§ Work required:
Here is a block of entries. Write out its lines exactly, from the first through the one containing "left pending or".

[Records from a dataset]

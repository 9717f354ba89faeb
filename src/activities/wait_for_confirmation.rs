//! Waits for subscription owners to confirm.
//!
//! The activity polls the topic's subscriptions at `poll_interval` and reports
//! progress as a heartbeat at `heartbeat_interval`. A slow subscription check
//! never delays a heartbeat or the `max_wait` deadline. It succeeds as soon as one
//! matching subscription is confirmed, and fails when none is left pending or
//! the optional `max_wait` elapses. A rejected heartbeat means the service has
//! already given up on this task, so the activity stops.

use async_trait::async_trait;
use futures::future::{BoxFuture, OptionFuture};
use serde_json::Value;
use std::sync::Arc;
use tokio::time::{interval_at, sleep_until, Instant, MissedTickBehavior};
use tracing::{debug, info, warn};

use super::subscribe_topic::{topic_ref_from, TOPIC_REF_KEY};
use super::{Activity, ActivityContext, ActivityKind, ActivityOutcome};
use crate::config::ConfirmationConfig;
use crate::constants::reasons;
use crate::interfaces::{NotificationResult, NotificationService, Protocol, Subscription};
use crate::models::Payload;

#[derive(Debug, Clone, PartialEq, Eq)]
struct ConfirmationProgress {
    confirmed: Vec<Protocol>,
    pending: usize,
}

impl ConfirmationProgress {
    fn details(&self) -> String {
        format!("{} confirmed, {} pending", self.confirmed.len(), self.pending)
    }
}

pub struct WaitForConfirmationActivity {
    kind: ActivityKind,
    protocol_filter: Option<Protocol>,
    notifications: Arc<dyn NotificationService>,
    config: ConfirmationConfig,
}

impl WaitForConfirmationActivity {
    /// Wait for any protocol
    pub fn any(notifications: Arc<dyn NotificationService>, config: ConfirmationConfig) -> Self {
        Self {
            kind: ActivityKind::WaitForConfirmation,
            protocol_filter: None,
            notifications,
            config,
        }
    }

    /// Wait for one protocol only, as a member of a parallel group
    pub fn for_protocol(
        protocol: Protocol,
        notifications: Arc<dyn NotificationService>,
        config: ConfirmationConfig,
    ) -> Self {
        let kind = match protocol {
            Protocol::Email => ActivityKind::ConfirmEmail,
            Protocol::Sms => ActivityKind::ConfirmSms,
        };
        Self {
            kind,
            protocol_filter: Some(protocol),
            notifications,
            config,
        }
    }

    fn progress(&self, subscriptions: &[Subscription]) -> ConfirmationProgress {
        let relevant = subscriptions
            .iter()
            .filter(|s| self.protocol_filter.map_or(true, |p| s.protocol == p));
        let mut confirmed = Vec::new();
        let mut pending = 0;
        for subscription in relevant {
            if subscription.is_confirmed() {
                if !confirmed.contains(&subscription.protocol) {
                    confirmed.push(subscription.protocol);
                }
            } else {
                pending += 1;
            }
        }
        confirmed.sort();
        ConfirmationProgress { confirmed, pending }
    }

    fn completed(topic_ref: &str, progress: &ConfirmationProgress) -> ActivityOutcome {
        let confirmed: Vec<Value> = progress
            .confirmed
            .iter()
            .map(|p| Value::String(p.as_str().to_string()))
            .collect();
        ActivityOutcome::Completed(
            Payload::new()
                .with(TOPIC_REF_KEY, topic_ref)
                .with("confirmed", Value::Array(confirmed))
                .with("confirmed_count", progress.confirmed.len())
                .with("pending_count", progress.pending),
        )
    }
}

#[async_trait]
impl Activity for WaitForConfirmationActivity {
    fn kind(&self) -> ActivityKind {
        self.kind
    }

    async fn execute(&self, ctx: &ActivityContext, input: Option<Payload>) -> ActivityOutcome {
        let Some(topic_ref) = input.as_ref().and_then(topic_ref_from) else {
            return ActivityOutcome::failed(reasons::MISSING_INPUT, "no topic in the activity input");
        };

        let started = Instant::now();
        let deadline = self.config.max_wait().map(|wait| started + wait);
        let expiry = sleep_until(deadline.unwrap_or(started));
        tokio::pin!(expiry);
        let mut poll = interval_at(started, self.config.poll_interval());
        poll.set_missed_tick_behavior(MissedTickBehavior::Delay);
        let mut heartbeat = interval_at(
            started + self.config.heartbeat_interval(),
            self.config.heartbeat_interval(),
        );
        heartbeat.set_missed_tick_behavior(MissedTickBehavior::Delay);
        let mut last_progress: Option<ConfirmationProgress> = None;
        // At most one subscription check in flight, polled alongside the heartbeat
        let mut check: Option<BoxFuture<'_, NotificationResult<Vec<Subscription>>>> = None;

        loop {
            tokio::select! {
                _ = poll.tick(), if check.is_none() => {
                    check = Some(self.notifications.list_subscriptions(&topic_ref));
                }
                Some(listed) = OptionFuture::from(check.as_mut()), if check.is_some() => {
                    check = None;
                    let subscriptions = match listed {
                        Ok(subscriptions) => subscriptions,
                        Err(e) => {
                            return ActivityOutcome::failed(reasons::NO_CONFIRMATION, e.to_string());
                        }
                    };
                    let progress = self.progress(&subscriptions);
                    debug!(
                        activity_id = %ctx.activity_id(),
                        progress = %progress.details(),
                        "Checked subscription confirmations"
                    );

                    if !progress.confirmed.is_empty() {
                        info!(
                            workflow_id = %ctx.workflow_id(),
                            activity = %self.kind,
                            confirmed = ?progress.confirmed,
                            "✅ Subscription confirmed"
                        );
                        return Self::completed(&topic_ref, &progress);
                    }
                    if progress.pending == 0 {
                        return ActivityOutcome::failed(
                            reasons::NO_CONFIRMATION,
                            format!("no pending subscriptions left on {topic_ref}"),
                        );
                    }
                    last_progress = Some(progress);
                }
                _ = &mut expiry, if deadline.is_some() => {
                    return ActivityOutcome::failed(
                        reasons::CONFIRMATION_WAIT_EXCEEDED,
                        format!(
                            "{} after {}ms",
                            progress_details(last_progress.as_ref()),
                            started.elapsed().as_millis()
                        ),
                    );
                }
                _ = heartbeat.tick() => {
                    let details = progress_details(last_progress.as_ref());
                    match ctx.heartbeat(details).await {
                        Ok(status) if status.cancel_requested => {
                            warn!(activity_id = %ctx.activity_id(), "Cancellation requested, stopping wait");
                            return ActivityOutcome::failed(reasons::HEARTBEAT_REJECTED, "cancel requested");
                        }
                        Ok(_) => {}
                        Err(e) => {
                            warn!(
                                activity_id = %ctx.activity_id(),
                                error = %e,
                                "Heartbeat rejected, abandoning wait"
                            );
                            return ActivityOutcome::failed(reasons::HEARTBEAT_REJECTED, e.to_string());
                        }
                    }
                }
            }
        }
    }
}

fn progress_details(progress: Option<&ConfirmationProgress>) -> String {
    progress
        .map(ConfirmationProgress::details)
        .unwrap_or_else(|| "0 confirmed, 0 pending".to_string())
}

§ Task result:
repository 9717f354ba89faeb
filename src/activities/wait_for_confirmation.rs
//! Waits for subscription owners to confirm.
//!
//! The activity polls the topic's subscriptions at `poll_interval` and reports
//! progress as a heartbeat at `heartbeat_interval`. A slow subscription check
//! never delays a heartbeat or the `max_wait` deadline. It succeeds as soon as one
//! matching subscription is confirmed, and fails when none is left pending or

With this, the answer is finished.